(Collected data)
▼

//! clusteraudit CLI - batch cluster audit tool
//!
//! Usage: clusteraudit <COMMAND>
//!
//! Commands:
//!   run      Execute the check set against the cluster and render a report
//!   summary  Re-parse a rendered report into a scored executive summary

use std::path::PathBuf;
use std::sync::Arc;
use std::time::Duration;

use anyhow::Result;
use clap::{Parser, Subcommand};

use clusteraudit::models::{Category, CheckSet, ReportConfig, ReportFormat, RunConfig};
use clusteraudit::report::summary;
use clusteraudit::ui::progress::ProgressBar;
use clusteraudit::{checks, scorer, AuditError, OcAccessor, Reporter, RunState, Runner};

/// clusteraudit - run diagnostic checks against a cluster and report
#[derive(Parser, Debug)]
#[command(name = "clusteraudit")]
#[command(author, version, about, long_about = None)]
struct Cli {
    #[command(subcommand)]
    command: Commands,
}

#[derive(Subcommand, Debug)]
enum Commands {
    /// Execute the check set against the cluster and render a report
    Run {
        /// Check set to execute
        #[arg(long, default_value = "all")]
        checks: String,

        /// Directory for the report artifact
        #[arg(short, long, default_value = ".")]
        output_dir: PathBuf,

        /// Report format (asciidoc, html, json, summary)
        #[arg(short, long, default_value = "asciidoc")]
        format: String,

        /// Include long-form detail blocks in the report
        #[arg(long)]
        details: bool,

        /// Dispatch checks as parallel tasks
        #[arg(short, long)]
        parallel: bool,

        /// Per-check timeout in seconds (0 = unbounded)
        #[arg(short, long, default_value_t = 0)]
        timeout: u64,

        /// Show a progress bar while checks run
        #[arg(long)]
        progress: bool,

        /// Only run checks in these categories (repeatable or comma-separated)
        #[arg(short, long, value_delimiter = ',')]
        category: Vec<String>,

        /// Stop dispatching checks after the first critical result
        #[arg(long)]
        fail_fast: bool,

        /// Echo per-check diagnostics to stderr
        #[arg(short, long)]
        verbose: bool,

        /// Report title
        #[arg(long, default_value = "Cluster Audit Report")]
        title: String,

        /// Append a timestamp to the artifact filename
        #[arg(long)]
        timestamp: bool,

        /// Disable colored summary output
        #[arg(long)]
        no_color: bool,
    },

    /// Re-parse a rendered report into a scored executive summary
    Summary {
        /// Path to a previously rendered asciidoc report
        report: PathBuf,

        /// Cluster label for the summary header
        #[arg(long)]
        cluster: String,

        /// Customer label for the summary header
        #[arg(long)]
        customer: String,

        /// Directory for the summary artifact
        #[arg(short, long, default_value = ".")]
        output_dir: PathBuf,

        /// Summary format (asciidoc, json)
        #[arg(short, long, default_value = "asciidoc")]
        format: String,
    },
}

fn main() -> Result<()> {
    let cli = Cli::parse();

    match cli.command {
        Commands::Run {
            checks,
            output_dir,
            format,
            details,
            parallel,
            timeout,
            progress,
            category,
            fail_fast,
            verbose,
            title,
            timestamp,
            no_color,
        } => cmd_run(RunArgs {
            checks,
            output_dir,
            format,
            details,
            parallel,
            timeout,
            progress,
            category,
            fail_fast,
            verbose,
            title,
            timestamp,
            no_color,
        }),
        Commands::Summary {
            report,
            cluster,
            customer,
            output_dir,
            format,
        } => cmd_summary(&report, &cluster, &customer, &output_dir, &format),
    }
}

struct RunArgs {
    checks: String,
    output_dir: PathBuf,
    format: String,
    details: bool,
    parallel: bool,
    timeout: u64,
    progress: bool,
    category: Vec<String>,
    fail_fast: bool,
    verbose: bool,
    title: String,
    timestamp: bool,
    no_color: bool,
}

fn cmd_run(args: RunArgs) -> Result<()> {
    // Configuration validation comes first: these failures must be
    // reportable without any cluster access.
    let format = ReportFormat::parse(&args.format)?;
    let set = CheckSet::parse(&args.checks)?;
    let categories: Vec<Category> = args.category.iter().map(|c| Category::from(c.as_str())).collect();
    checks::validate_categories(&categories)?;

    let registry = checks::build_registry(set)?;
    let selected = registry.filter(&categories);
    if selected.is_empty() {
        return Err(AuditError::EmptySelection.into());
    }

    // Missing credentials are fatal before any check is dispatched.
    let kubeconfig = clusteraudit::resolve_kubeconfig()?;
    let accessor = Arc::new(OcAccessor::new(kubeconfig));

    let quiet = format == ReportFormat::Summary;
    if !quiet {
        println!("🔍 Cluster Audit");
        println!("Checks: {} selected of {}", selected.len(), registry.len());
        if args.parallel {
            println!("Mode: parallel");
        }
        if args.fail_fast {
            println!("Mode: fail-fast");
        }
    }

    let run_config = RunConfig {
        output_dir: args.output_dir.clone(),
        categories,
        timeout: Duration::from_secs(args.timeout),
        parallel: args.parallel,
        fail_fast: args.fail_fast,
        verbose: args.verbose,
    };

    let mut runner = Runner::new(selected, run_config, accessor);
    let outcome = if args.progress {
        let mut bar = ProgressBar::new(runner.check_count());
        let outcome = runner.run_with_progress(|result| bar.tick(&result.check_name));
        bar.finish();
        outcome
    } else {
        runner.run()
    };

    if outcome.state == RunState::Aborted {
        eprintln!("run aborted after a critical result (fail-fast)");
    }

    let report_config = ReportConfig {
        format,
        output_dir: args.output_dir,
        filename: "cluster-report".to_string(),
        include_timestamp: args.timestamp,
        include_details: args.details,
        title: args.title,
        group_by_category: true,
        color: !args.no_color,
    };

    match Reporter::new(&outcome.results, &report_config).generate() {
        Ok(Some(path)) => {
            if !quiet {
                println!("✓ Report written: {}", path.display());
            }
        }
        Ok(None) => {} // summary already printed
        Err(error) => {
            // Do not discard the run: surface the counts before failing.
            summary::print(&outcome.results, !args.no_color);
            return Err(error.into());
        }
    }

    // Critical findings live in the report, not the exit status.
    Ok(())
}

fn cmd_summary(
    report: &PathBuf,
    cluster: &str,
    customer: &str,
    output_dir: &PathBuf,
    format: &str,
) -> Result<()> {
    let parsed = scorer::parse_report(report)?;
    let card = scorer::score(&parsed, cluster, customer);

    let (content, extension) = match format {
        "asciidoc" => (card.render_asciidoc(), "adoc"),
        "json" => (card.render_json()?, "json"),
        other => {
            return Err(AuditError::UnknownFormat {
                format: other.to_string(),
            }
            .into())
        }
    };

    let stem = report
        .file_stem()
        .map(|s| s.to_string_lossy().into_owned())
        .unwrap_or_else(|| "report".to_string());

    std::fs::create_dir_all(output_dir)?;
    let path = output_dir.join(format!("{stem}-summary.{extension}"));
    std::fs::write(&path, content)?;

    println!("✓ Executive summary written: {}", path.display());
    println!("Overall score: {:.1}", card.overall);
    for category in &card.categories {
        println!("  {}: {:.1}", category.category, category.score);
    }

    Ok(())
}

▲
▼

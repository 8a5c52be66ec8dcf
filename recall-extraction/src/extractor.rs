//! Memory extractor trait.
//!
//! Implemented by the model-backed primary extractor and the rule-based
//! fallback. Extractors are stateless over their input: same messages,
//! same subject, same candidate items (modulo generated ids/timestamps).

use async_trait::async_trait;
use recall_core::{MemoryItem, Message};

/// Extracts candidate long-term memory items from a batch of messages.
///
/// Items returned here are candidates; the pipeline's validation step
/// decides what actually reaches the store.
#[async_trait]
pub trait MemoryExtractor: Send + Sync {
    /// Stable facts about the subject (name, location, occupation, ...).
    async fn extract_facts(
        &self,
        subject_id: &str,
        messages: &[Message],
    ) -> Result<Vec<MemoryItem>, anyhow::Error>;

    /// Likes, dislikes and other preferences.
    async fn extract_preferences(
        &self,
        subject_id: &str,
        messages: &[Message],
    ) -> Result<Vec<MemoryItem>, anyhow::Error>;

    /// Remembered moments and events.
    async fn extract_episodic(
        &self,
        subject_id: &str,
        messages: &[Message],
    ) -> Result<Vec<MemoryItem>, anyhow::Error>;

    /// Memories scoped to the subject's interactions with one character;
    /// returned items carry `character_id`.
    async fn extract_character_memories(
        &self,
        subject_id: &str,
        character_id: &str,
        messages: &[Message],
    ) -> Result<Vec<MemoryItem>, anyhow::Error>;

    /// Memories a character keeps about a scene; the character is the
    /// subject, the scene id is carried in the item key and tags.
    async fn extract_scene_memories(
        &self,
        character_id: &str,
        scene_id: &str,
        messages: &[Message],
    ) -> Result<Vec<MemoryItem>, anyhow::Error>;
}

▲

__Work order__. Count every line of the records that holds the string "scored". Write only the total.

__Answer box__. 2